Monetary Stance Metric + Yield Curve Spread = Powerful Tool

In an earlier posting I showed that the nominal GDP growth rate minus the federal funds rate, called the policy rate gap, is an easy-to-use measure of the stance of monetary policy and does a decent job predicting NBER recessions. A question that kept bugging me after doing that posting is what would happen if both the policy rate gap and the yield curve spread (10yr-3m Treasuries) were used in the probit model? Well, instead of working on a paper that needs to be completed for an upcoming conference, I tinkered around with the data this morning and got some exciting results on this question. First, take a look at a probit model estimated with four lags for the period 1956:Q1 through 2007:Q2:


Again, a rough and dirty cut in need of further refinement, but I got a pseudo R-squared of 74.5%! That is a huge improvement over what I had before and a better fit than probit models that use the yield curve spread alone.

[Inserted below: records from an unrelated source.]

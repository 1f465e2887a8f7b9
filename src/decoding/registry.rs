//! Decoder registry.
//!
//! # Responsibilities
//! - Store decoders in registration order
//! - Find the decoder for a (class, generic type, annotations, media type) request
//! - Return an explicit `None` rather than failing when nothing matches
//!
//! # Design Decisions
//! - O(n) scan over registered decoders (registries are small)
//! - Most specific consumed media type wins; ties go to the first registered
//! - Shared as `Arc<DecoderRegistry>`, immutable once handed out

use std::sync::Arc;

use crate::config::DecodingConfig;
use crate::decoding::builtin::{BytesDecoder, JsonDecoder, TextDecoder};
use crate::decoding::decoder::{BodyDecoder, DecodeRequest};

#[derive(Debug, Clone, Default)]
pub struct DecoderRegistry {
    decoders: Vec<Arc<dyn BodyDecoder>>,
}

impl DecoderRegistry {
    /// Create an empty registry.
    pub fn new() -> Self {
        Self::default()
    }

    /// Registry with the built-in decoders enabled in `config`.
    ///
    /// The JSON decoder targets `serde_json::Value`; typed records need their
    /// own `JsonDecoder<T>` registration.
    pub fn from_config(config: &DecodingConfig) -> Self {
        let mut registry = Self::new();
        if config.json {
            registry.register(JsonDecoder::<serde_json::Value>::new());
        }
        if config.text {
            registry.register(TextDecoder::new());
        }
        if config.bytes {
            registry.register(BytesDecoder::new());
        }
        registry
    }

    /// Append a decoder. Earlier registrations win ties.
    pub fn register(&mut self, decoder: impl BodyDecoder + 'static) -> &mut Self {
        self.register_arc(Arc::new(decoder))
    }

    pub fn register_arc(&mut self, decoder: Arc<dyn BodyDecoder>) -> &mut Self {
        tracing::debug!(decoder = decoder.name(), "Registered body decoder");
        self.decoders.push(decoder);
        self
    }

    /// Builder-style registration.
    pub fn with(mut self, decoder: impl BodyDecoder + 'static) -> Self {
        self.register(decoder);
        self
    }

    pub fn len(&self) -> usize {
        self.decoders.len()
    }

    pub fn is_empty(&self) -> bool {
        self.decoders.is_empty()
    }

    pub fn names(&self) -> impl Iterator<Item = &str> {
        self.decoders.iter().map(|d| d.name())
    }

    /// Find the best decoder for a request.
    pub fn find(&self, request: &DecodeRequest<'_>) -> Option<Arc<dyn BodyDecoder>> {
        let mut best: Option<(u8, &Arc<dyn BodyDecoder>)> = None;

        for decoder in &self.decoders {
            if !decoder.can_decode(request) {
                continue;
            }
            let rank = decoder.rank(request.media_type);
            // Strictly greater: the first registered keeps a tie
            match best {
                Some((best_rank, _)) if best_rank >= rank => {}
                _ => best = Some((rank, decoder)),
            }
        }

        best.map(|(_, decoder)| decoder.clone())
    }
}

#[cfg(test)]
mod tests {
    use super::*;
    use std::io::Read;

    use crate::decoding::types::{DecodeResult, Entity, TypeKey};
    use crate::http::headers::HeaderMultimap;
    use crate::http::media::MediaType;

    /// Accepts one class for a fixed media type and yields its own tag.
    #[derive(Debug)]
    struct Tagged {
        tag: &'static str,
        class: TypeKey,
        consumes: Vec<MediaType>,
    }

    impl Tagged {
        fn new(tag: &'static str, media: &str) -> Self {
            Self::for_class(tag, media, TypeKey::of::<String>())
        }

        fn for_class(tag: &'static str, media: &str, class: TypeKey) -> Self {
            Self {
                tag,
                class,
                consumes: vec![MediaType::parse(media).unwrap()],
            }
        }
    }

    impl BodyDecoder for Tagged {
        fn name(&self) -> &str {
            self.tag
        }

        fn consumes(&self) -> &[MediaType] {
            &self.consumes
        }

        fn can_decode(&self, request: &DecodeRequest<'_>) -> bool {
            request.class == self.class && self.consumes[0].is_compatible(request.media_type)
        }

        fn decode(&self, _: &DecodeRequest<'_>, _: &HeaderMultimap, _: &mut dyn Read) -> DecodeResult<Entity> {
            Ok(Entity::new(self.tag.to_string()))
        }
    }

    fn find_name(registry: &DecoderRegistry, class: TypeKey, media: &str) -> Option<String> {
        let mt = MediaType::parse(media).unwrap();
        registry
            .find(&DecodeRequest::new(class, &mt))
            .map(|d| d.name().to_string())
    }

    #[test]
    fn test_empty_registry_finds_nothing() {
        let registry = DecoderRegistry::new();
        assert!(registry.is_empty());
        assert_eq!(find_name(&registry, TypeKey::of::<String>(), "text/plain"), None);
    }

    #[test]
    fn test_most_specific_media_type_wins() {
        let registry = DecoderRegistry::new()
            .with(Tagged::new("any", "*/*"))
            .with(Tagged::new("text", "text/*"))
            .with(Tagged::new("plain", "text/plain"));

        assert_eq!(find_name(&registry, TypeKey::of::<String>(), "text/plain").as_deref(), Some("plain"));
        assert_eq!(find_name(&registry, TypeKey::of::<String>(), "text/html").as_deref(), Some("text"));
        assert_eq!(find_name(&registry, TypeKey::of::<String>(), "image/png").as_deref(), Some("any"));
    }

    #[test]
    fn test_tie_goes_to_first_registered() {
        let registry = DecoderRegistry::new()
            .with(Tagged::new("first", "text/plain"))
            .with(Tagged::new("second", "text/plain"));

        assert_eq!(find_name(&registry, TypeKey::of::<String>(), "text/plain").as_deref(), Some("first"));
    }

    #[test]
    fn test_json_suffix_beats_earlier_catch_all() {
        let value = TypeKey::of::<serde_json::Value>();
        let registry = DecoderRegistry::new()
            .with(Tagged::for_class("catch-all", "*/*", value))
            .with(JsonDecoder::<serde_json::Value>::new());

        assert_eq!(find_name(&registry, value, "application/json").as_deref(), Some("json"));
        assert_eq!(find_name(&registry, value, "application/problem+json").as_deref(), Some("json"));
        assert_eq!(find_name(&registry, value, "text/plain").as_deref(), Some("catch-all"));
    }

    #[test]
    fn test_class_must_match() {
        let registry = DecoderRegistry::new().with(Tagged::new("plain", "text/plain"));
        assert_eq!(find_name(&registry, TypeKey::of::<u32>(), "text/plain"), None);
    }

    #[test]
    fn test_builtins_from_config() {
        let config = DecodingConfig::default();
        let registry = DecoderRegistry::from_config(&config);
        assert_eq!(registry.names().collect::<Vec<_>>(), vec!["json", "text", "bytes"]);

        assert_eq!(
            find_name(&registry, TypeKey::of::<serde_json::Value>(), "application/json").as_deref(),
            Some("json")
        );
        assert_eq!(find_name(&registry, TypeKey::of::<String>(), "text/csv").as_deref(), Some("text"));
        assert_eq!(find_name(&registry, TypeKey::of::<Vec<u8>>(), "application/json").as_deref(), Some("bytes"));

        let config = DecodingConfig {
            text: false,
            ..DecodingConfig::default()
        };
        let registry = DecoderRegistry::from_config(&config);
        assert_eq!(find_name(&registry, TypeKey::of::<String>(), "text/csv"), None);
    }
}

Obviously, my interest was peaked so I went ahead and plugged the numbers into a cumulative standard normal distribution and came up with the following graph:

Wow! This graph shows a 100% probability for every NBER recession that happened and does a much better job with the two periods that plagued the policy rate gap results, 1984 and 1994. The only miss is 1966-1967 which is a common miss for yield curve spread models. Edward Leamer, in his KC Fed symposium paper, notes that the year 1967 should have seen a recession--like today, there was a major housing bust dragging down the economy at the time--had it not been for the increased government spending on the Vietnam War. Of interest to us now, though, the model shows there to be an almost 50% chance of a recession.

Look forward to a paper from me that further develops this approach. These results are too promising not to do a paper.

4 comments:

  1. An exciting result.
    What is it forecasting for probability of recession in 2008 ?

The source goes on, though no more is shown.